Before I went to the Irish Office I was all but a stranger to my chief. I had met him occasionally in the tennis court; but the net was always between us. He was a man with a great deal of manner, but with very little of what the French call 'conviction.' Nothing keeps people at a distance more effectually than simulated sincerity; Horsman was a master of the art. I was profoundly ignorant of my duties. But though this was a great inconvenience to me at first, it led to a friendship which I greatly prized until its tragic end. For all information as to the writers of letters, as to Irish Members who applied for places for themselves, or for others, I had to consult the principal clerk. He was himself an Irishman of great ability; and though young, was either personally or officially acquainted, so it seemed to me, with every Irishman in the House of Commons, or out of it.
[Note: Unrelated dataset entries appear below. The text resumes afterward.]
use std::path::PathBuf;
use std::time::Duration;

use anyhow::{Context, Result};

/// Application configuration loaded from environment variables.
/// Every variable has a default; malformed numbers fail startup.
#[derive(Debug, Clone)]
pub struct Config {
    pub port: u16,
    pub rust_log: String,
    /// On-disk document backing the local key-value storage.
    /// `STATE_FILE=` (empty) keeps state in memory only.
    pub state_file: Option<PathBuf>,
    /// Location the session is opened at, as if typed into the address bar.
    pub start_path: String,
    /// Simulated latency of the third-party sign-in mock.
    pub mock_latency: Duration,
}

impl Config {
    pub fn from_env() -> Result<Self> {
        dotenvy::dotenv().ok(); // load .env if present; ignore if missing

        Ok(Config {
            port: env_or("PORT", "8080")
                .parse::<u16>()
                .context("PORT must be a valid port number")?,
            rust_log: env_or("RUST_LOG", "info"),
            state_file: Some(env_or("STATE_FILE", "./data/local-storage.json"))
                .filter(|p| !p.trim().is_empty())
                .map(PathBuf::from),
            start_path: env_or("START_PATH", "/"),
            mock_latency: Duration::from_millis(
                env_or("MOCK_LATENCY_MS", "1500")
                    .parse::<u64>()
                    .context("MOCK_LATENCY_MS must be a whole number of milliseconds")?,
            ),
        })
    }
}

fn env_or(key: &str, default: &str) -> String {
    std::env::var(key).unwrap_or_else(|_| default.to_string())
}
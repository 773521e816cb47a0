use axum::{extract::State, Json};
use serde::Deserialize;
use tracing::info;

use crate::auth::{email_sign_in, provider_sign_in};
use crate::errors::AppError;
use crate::models::LoginMethod;
use crate::state::ServerState;
use crate::store::{AppState, Page};

#[derive(Deserialize)]
pub struct EmailSignInRequest {
    pub email: String,
}

#[derive(Deserialize)]
pub struct ProviderSignInRequest {
    pub provider: LoginMethod,
}

/// POST /api/v1/auth/email
pub async fn handle_email_sign_in(
    State(state): State<ServerState>,
    Json(req): Json<EmailSignInRequest>,
) -> Result<Json<AppState>, AppError> {
    let update = email_sign_in(&req.email)?;
    let mut session = state.session()?;
    session.store.set_user_info(update);
    session.store.set_current_page(Page::Profile);
    info!("signed in with email");
    Ok(Json(session.store.state().clone()))
}

/// POST /api/v1/auth/provider
/// Waits a fixed delay to mimic the provider round trip; there is no cancellation.
pub async fn handle_provider_sign_in(
    State(state): State<ServerState>,
    Json(req): Json<ProviderSignInRequest>,
) -> Result<Json<AppState>, AppError> {
    let update = provider_sign_in(req.provider)?;
    tokio::time::sleep(state.config.mock_latency).await;

    let mut session = state.session()?;
    session.store.set_user_info(update);
    session.store.set_current_page(Page::Profile);
    info!(provider = req.provider.label(), "signed in with provider");
    Ok(Json(session.store.state().clone()))
}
His name is too well known - it was Thomas Bourke, afterwards Under Secretary, and one of the victims of the Fenian assassins in the Phoenix Park. His patience and amiability were boundless; and under his guidance I soon learnt the tricks of my trade.
During the session we remained in London; and for some time it was of great interest to listen to the debates. When Irish business was before the House, I had often to be in attendance on my chief in the reporters' gallery. Sometimes I had to wait there for an hour or two before our questions came on, and thus had many opportunities of hearing Bright, Gladstone, Disraeli, and all the leading speakers. After a time the pleasure, when compulsory, began to pall; and I used to wonder what on earth could induce the ruck to waste their time in following, sheeplike, their bell-wethers, or waste their money in paying for that honour. When Parliament was up we moved to Dublin. I lived with Horsman in the Chief Secretary's lodge. And as I had often stayed at Castle Howard before Lord Carlisle became Viceroy, between the two lodges I saw a great deal of pleasant society.
Amongst those who came to stay with Horsman was Sidney Herbert, then Colonial Secretary, a man of singular nobility of nature. Another celebrity for the day, but of a very different character, was Lord Cardigan. He had just returned from the Crimea, and was now in command of the forces in Ireland. This was about six months after the Balaklava charge. Horsman asked him one evening to give a description of it, with a plan of the battle. His Lordship did so; no words could be more suited to the deed. If this was 'pell-mell, havock, and confusion,' the account of it was proportionately confounded. The noble leader scrawled and inked and blotted all the phases of the battle upon the same scrap of paper, till the batteries were at the starting-point of the charge, the Light Brigade on the far side of the guns, and all the points of the compass, attack and defence, had changed their original places; in fact, the gallant Earl brandished his pen as valiantly as he had his sword. When quite bewildered, like everybody else, I ventured mildly to ask, 'But where were you, Lord Cardigan, and where were our men when it came to this?'
'Where? Where? God bless my soul! How should I know where anybody was?' And this, no doubt, described the situation to a nicety.